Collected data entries
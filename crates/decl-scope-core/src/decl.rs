//! Declaration model handed over by the traversal driver.
//!
//! The driver converts whatever AST it walks into these plain values, so the
//! engine never depends on a particular compiler's node types.

use crate::types::DeclKind;

/// A class-like or enum-like declaration discovered during traversal.
#[derive(Debug, Clone, PartialEq, Eq)]
pub struct Declaration<L> {
    /// Simple (unqualified) name.
    pub name: String,
    /// Kind of declaration.
    pub kind: DeclKind,
    /// Location of the declaration's inner start.
    pub location: L,
    /// Direct bases, in declaration order. Only meaningful for classes.
    ///
    /// Bases whose type does not name a record (e.g. dependent template
    /// parameters) are left out by the driver.
    pub bases: Vec<BaseRecord>,
    /// Enclosing lexical scopes, innermost first. The translation unit is
    /// implied and never listed.
    pub scopes: Vec<Scope>,
}

impl<L> Declaration<L> {
    /// Creates a declaration with no bases at translation-unit scope.
    #[must_use]
    pub fn new(name: impl Into<String>, kind: DeclKind, location: L) -> Self {
        Self {
            name: name.into(),
            kind,
            location,
            bases: Vec::new(),
            scopes: Vec::new(),
        }
    }

    /// Shorthand for a class-like declaration.
    #[must_use]
    pub fn class(name: impl Into<String>, location: L) -> Self {
        Self::new(name, DeclKind::Class, location)
    }

    /// Shorthand for an enum-like declaration.
    #[must_use]
    pub fn enumeration(name: impl Into<String>, location: L) -> Self {
        Self::new(name, DeclKind::Enum, location)
    }

    /// Adds a direct base.
    #[must_use]
    pub fn with_base(mut self, base: BaseRecord) -> Self {
        self.bases.push(base);
        self
    }

    /// Sets the enclosing scopes, innermost first.
    #[must_use]
    pub fn with_scopes(mut self, scopes: Vec<Scope>) -> Self {
        self.scopes = scopes;
        self
    }
}

/// A base class together with its own ancestors.
#[derive(Debug, Clone, PartialEq, Eq)]
pub struct BaseRecord {
    /// Fully qualified name (e.g. `IPC::NoParams`).
    pub qualified_name: String,
    /// The base's own direct bases.
    pub bases: Vec<BaseRecord>,
}

impl BaseRecord {
    /// Creates a base with no further ancestors.
    #[must_use]
    pub fn new(qualified_name: impl Into<String>) -> Self {
        Self {
            qualified_name: qualified_name.into(),
            bases: Vec::new(),
        }
    }

    /// Adds an ancestor to this base.
    #[must_use]
    pub fn with_base(mut self, base: BaseRecord) -> Self {
        self.bases.push(base);
        self
    }
}

/// One enclosing lexical scope.
#[derive(Debug, Clone, PartialEq, Eq)]
pub enum Scope {
    /// A namespace; `None` for an anonymous namespace.
    Namespace(Option<String>),
    /// An enclosing class or struct.
    Record(String),
    /// An enclosing function body.
    Function(String),
    /// Anything else (linkage specs, blocks, ...).
    Other,
}

impl Scope {
    /// Shorthand for a named namespace.
    #[must_use]
    pub fn namespace(name: impl Into<String>) -> Self {
        Self::Namespace(Some(name.into()))
    }

    /// Shorthand for an anonymous namespace.
    #[must_use]
    pub fn anonymous_namespace() -> Self {
        Self::Namespace(None)
    }
}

> [What to produce]:
Copy every line above that holds the word "None".

> [Task solution]:
    /// A namespace; `None` for an anonymous namespace.
        Self::Namespace(None)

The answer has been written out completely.